[PROBLEM STATEMENT] Search the records for the word "enum" and pick out every line that has it.

(Collected data)
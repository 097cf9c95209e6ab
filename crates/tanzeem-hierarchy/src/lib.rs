//! Tanzeem Hierarchy - ancestor resolution and Jamaat mapping
//!
//! Implements the organizational side of the directory:
//! - Resolution of a member's Muqam/Dila/Zone chain and organization level
//! - Jamaat-to-Muqam mapping with remap and unmap, emitting domain events
//! - Mapping coverage statistics
//! - Account provisioning with a cached hierarchy context

pub mod events;
pub mod mapping;
pub mod registration;
pub mod resolver;

pub use events::{EventSink, RecordingSink, TracingSink};
pub use mapping::{MappingManager, MappingOutcome};
pub use registration::AccountProvisioner;
pub use resolver::{HierarchyResolver, MemberRef};

use tanzeem_state::StateError;
use thiserror::Error;

/// Errors originating from the hierarchy layer.
#[derive(Error, Debug)]
pub enum HierarchyError {
    #[error("{kind} not found: {id}")]
    NotFound { kind: &'static str, id: String },

    #[error("Invalid state: {0}")]
    InvalidState(String),

    #[error("Store error: {0}")]
    Store(#[from] StateError),
}

impl HierarchyError {
    pub(crate) fn not_found(kind: &'static str, id: impl ToString) -> Self {
        HierarchyError::NotFound {
            kind,
            id: id.to_string(),
        }
    }
}
//! Record shapes returned by the external directory.
//!
//! Field names follow the directory's camelCase wire format.

use serde::{Deserialize, Serialize};

/// A Jamaat as reported by the external directory.
#[derive(Debug, Clone, PartialEq, Serialize, Deserialize)]
#[serde(rename_all = "camelCase")]
pub struct ExternalJamaat {
    pub jamaat_id: i64,
    pub name: String,
    #[serde(default)]
    pub code: Option<String>,
    #[serde(default)]
    pub circuit_name: Option<String>,
}

/// A member as reported by the external directory.
#[derive(Debug, Clone, PartialEq, Serialize, Deserialize)]
#[serde(rename_all = "camelCase")]
pub struct ExternalMember {
    pub chanda_no: String,
    #[serde(default)]
    pub jamaat_id: Option<i64>,
    #[serde(default)]
    pub email: Option<String>,
    pub first_name: String,
    #[serde(default)]
    pub middle_name: Option<String>,
    pub last_name: String,
    #[serde(default)]
    pub photo_url: Option<String>,
}

/// A full directory export: both collections in one document.
#[derive(Debug, Clone, Default, PartialEq, Serialize, Deserialize)]
#[serde(rename_all = "camelCase")]
pub struct DirectorySnapshot {
    #[serde(default)]
    pub jamaats: Vec<ExternalJamaat>,
    #[serde(default)]
    pub members: Vec<ExternalMember>,
}
//! Tests for account provisioning.

use std::sync::Arc;

use tanzeem_hierarchy::{AccountProvisioner, HierarchyError, MappingManager, MemberRef, TracingSink};
use tanzeem_protocol::*;
use tanzeem_state::{ChangeSet, HierarchyStore, MemoryStore};

async fn store_with_member() -> (Arc<MemoryStore>, MuqamId, MuqamId, ZoneId) {
    let store = MemoryStore::new();
    let zone = store.insert_zone(Zone::new("Sindh")).unwrap();
    let dila = store.insert_dila(Dila::new("Karachi", zone)).unwrap();
    let m1 = store.insert_muqam(Muqam::new("Saddar", dila)).unwrap();
    let m2 = store.insert_muqam(Muqam::new("Clifton", dila)).unwrap();

    let mut jamaat = Jamaat::new(ExternalJamaatId::new(31), "Saddar Jamaat");
    jamaat.muqam_id = Some(m1);
    let mut member = Member::new(ChandaNo::new("C-31".into()), "Hamid", "Shah");
    member.jamaat_no = Some(ExternalJamaatId::new(31));
    member.email = Some("hamid@example.org".into());

    let mut changes = ChangeSet::new();
    changes.stage_jamaat(jamaat);
    changes.stage_member(member);
    store.flush(changes).await.unwrap();
    (Arc::new(store), m1, m2, zone)
}

#[tokio::test]
async fn provision_caches_resolved_context() {
    let (store, m1, _, zone) = store_with_member().await;
    let provisioner = AccountProvisioner::new(store.clone());

    let chanda_no = ChandaNo::new("C-31".into());
    let account = provisioner.provision(&chanda_no, None).await.unwrap();
    assert_eq!(account.muqam_id, Some(m1));
    assert_eq!(account.zone_id, Some(zone));
    assert_eq!(account.organization_level, Some(OrganizationLevel::Zone));
    assert_eq!(account.email.as_deref(), Some("hamid@example.org"));
    assert!(store.account_by_chanda_no(&chanda_no).unwrap().is_some());
}

#[tokio::test]
async fn provision_twice_is_invalid_state() {
    let (store, ..) = store_with_member().await;
    let provisioner = AccountProvisioner::new(store);
    let chanda_no = ChandaNo::new("C-31".into());

    provisioner.provision(&chanda_no, None).await.unwrap();
    let err = provisioner.provision(&chanda_no, None).await.unwrap_err();
    assert!(matches!(err, HierarchyError::InvalidState(_)));
}

#[tokio::test]
async fn provision_unknown_member_is_not_found() {
    let (store, ..) = store_with_member().await;
    let provisioner = AccountProvisioner::new(store);
    let err = provisioner
        .provision(&ChandaNo::new("missing".into()), Some("x@example.org".into()))
        .await
        .unwrap_err();
    assert!(matches!(err, HierarchyError::NotFound { kind: "Member", .. }));
}

#[tokio::test]
async fn refresh_follows_remap() {
    let (store, _, m2, _) = store_with_member().await;
    let provisioner = AccountProvisioner::new(store.clone());
    let manager = MappingManager::new(store.clone(), Arc::new(TracingSink));
    let chanda_no = ChandaNo::new("C-31".into());

    provisioner.provision(&chanda_no, None).await.unwrap();
    manager
        .map_by_no(ExternalJamaatId::new(31), m2)
        .await
        .unwrap();

    let refreshed = provisioner.refresh(&chanda_no).await.unwrap();
    assert_eq!(refreshed.muqam_id, Some(m2));
    let stored = store.account_by_chanda_no(&chanda_no).unwrap().unwrap();
    assert_eq!(stored.muqam_id, Some(m2));
}

#[tokio::test]
async fn preview_without_links_has_no_level() {
    let (store, ..) = store_with_member().await;
    let provisioner = AccountProvisioner::new(store);
    let ctx = provisioner.preview(&MemberRef::default());
    assert_eq!(ctx.organization_level, None);
}
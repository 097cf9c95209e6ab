use thiserror::Error;

#[derive(Error, Debug)]
pub enum ProtocolError {
    #[error("Invalid {kind} id: {value}")]
    InvalidId { kind: &'static str, value: String },

    #[error("Invalid ChandaNo: {0:?}")]
    InvalidChandaNo(String),

    #[error("Unknown organization level: {0}")]
    UnknownLevel(String),

    #[error("Serialization error: {0}")]
    Serialization(#[from] serde_json::Error),
}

[ANSWER AREA]
pub enum HierarchyError {
pub enum ProtocolError {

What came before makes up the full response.